▸ **Task goal**: Please retype, unchanged, each line from the top of the material below through the line where "pub fn blake3_hash(data: &[u8])" appears.
*** Block opens ***
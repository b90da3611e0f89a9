//! BLAKE3 helpers for artifact identity and content hashing.

/// Length of a derived sprite id in hex characters.
pub const SPRITE_ID_LEN: usize = 32;

/// Computes a BLAKE3 hash of raw bytes as lowercase hex.
pub fn blake3_hash(data: &[u8]) -> String {
    blake3::hash(data).to_hex().to_string()
}

/// Derives a stable id for a sprite that has no existing identity.
///
/// The id depends only on the sheet name and the sprite name, so a first
/// import of the same file always produces the same ids.
pub fn derive_sprite_id(sheet: &str, sprite_name: &str) -> String {
    let mut hasher = blake3::Hasher::new();
    hasher.update(b"spriteport.sprite\0");
    hasher.update(sheet.as_bytes());
    hasher.update(b"\0");
    hasher.update(sprite_name.as_bytes());
    let hex = hasher.finalize().to_hex();
    hex[..SPRITE_ID_LEN].to_string()
}

#[cfg(test)]
mod tests {
    use super::*;

    #[test]
    fn test_sprite_id_is_stable_and_distinct() {
        let a = derive_sprite_id("hero", "hero_walk_0");
        assert_eq!(a, derive_sprite_id("hero", "hero_walk_0"));
        assert_eq!(a.len(), SPRITE_ID_LEN);
        assert_ne!(a, derive_sprite_id("hero", "hero_walk_1"));
        // separator keeps ("ab", "c") and ("a", "bc") apart
        assert_ne!(derive_sprite_id("ab", "c"), derive_sprite_id("a", "bc"));
    }

    #[test]
    fn test_blake3_hash_hex() {
        let h = blake3_hash(b"sheet");
        assert_eq!(h.len(), 64);
        assert!(h.chars().all(|c| c.is_ascii_hexdigit()));
    }
}
//! JSON persistence of the importer configuration.
//!
//! The configuration lives at `<project>/.spriteport/importer.json`. It is
//! loaded once per invocation and written back only when the session was
//! marked dirty.

use anyhow::{Context, Result};
use spriteport_spec::{ConfigSession, ImporterConfiguration};
use std::fs;
use std::path::{Path, PathBuf};

/// Directory holding project-local settings.
pub const STORE_DIR: &str = ".spriteport";
/// Configuration file name inside [`STORE_DIR`].
pub const STORE_FILE: &str = "importer.json";

/// Location of one project's configuration file.
#[derive(Debug, Clone, PartialEq, Eq)]
pub struct ConfigStore {
    path: PathBuf,
}

impl ConfigStore {
    /// Store for the project rooted at `project_dir`.
    pub fn for_project(project_dir: &Path) -> Self {
        Self {
            path: project_dir.join(STORE_DIR).join(STORE_FILE),
        }
    }

    /// Store for `--project`, defaulting to the current directory.
    pub fn resolve(project: Option<&str>) -> Self {
        Self::for_project(Path::new(project.unwrap_or(".")))
    }

    pub fn path(&self) -> &Path {
        &self.path
    }

    pub fn exists(&self) -> bool {
        self.path.is_file()
    }

    /// Loads the configuration, or the defaults when no file exists yet.
    pub fn load(&self) -> Result<ConfigSession> {
        if !self.exists() {
            return Ok(ConfigSession::new(ImporterConfiguration::default()));
        }
        let content = fs::read_to_string(&self.path)
            .with_context(|| format!("Failed to read configuration: {}", self.path.display()))?;
        let config: ImporterConfiguration = serde_json::from_str(&content)
            .with_context(|| format!("Failed to parse configuration: {}", self.path.display()))?;
        Ok(ConfigSession::new(config))
    }

    /// Writes the configuration if the session is dirty.
    ///
    /// Returns true if the file was written.
    pub fn save_if_dirty(&self, session: &mut ConfigSession) -> Result<bool> {
        if !session.is_dirty() {
            return Ok(false);
        }
        if let Some(parent) = self.path.parent() {
            fs::create_dir_all(parent)
                .with_context(|| format!("Failed to create directory: {}", parent.display()))?;
        }
        let mut json = serde_json::to_string_pretty(session.config())?;
        json.push('\n');
        fs::write(&self.path, json)
            .with_context(|| format!("Failed to write configuration: {}", self.path.display()))?;
        session.mark_clean();
        Ok(true)
    }
}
*** Block closes ***
▸ **Reply to the exercise**:
repository b90da3611e0f89a9
//! BLAKE3 helpers for artifact identity and content hashing.

/// Length of a derived sprite id in hex characters.
pub const SPRITE_ID_LEN: usize = 32;

/// Computes a BLAKE3 hash of raw bytes as lowercase hex.
pub fn blake3_hash(data: &[u8]) -> String {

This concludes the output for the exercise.